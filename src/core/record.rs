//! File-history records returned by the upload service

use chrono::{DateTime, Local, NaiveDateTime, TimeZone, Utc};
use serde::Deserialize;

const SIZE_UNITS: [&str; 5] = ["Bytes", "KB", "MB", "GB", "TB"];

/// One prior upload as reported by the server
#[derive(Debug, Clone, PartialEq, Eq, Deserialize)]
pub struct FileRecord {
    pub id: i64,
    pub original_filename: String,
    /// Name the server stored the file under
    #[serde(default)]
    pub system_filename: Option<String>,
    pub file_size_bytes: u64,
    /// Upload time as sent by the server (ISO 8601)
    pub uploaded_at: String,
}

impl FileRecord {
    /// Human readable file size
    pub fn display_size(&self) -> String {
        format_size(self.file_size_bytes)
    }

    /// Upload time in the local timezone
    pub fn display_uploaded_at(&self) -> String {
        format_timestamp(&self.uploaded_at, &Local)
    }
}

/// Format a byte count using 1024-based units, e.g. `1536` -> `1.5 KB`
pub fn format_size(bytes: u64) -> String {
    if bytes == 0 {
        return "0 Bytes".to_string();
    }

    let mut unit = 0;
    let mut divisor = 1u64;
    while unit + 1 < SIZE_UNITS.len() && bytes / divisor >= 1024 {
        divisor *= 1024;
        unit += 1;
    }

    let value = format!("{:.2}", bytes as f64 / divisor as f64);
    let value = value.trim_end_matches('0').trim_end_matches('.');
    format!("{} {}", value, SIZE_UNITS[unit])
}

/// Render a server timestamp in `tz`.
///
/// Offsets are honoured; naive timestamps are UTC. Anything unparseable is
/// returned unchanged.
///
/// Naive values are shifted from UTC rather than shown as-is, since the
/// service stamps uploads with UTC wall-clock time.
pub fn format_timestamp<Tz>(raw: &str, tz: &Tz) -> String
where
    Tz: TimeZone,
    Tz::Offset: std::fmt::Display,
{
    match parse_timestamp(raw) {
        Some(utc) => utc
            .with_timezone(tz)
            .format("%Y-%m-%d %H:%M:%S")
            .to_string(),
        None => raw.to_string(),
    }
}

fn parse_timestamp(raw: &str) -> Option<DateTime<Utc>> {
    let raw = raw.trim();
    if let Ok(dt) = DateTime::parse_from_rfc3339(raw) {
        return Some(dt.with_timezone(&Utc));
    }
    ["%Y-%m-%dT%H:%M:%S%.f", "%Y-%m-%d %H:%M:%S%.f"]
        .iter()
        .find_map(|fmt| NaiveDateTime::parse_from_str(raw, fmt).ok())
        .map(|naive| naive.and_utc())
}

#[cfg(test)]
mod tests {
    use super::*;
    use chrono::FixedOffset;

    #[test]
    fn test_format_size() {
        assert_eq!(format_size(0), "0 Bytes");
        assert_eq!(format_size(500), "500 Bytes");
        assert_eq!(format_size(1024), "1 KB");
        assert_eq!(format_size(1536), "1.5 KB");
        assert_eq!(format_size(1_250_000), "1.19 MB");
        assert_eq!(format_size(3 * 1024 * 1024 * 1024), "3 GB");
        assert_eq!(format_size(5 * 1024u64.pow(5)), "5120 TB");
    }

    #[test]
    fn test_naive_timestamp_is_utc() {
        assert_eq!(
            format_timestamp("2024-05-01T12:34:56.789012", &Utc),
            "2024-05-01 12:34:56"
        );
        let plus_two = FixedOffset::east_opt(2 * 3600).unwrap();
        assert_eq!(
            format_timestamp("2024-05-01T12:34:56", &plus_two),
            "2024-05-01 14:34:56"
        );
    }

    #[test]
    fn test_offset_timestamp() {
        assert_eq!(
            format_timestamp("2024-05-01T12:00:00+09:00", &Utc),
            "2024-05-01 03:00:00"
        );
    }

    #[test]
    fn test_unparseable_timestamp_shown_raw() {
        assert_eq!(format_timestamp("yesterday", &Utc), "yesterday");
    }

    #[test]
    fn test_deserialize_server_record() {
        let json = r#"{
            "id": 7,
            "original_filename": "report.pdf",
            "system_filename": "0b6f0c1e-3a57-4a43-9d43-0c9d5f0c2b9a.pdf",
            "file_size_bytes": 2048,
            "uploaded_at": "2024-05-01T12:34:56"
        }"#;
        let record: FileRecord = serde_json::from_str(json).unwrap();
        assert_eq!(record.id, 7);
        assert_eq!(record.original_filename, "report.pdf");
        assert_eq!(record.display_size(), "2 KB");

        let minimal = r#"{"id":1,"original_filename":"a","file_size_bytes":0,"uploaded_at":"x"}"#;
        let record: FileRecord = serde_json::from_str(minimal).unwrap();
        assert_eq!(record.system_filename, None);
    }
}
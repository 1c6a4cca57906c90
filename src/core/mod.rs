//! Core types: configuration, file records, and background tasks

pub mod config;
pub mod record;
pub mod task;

Instructions for the task: Anywhere the listing shows the word "divisor", copy the full line.

Solution to the exercise:
    let mut divisor = 1u64;
    while unit + 1 < SIZE_UNITS.len() && bytes / divisor >= 1024 {
        divisor *= 1024;
    let value = format!("{:.2}", bytes as f64 / divisor as f64);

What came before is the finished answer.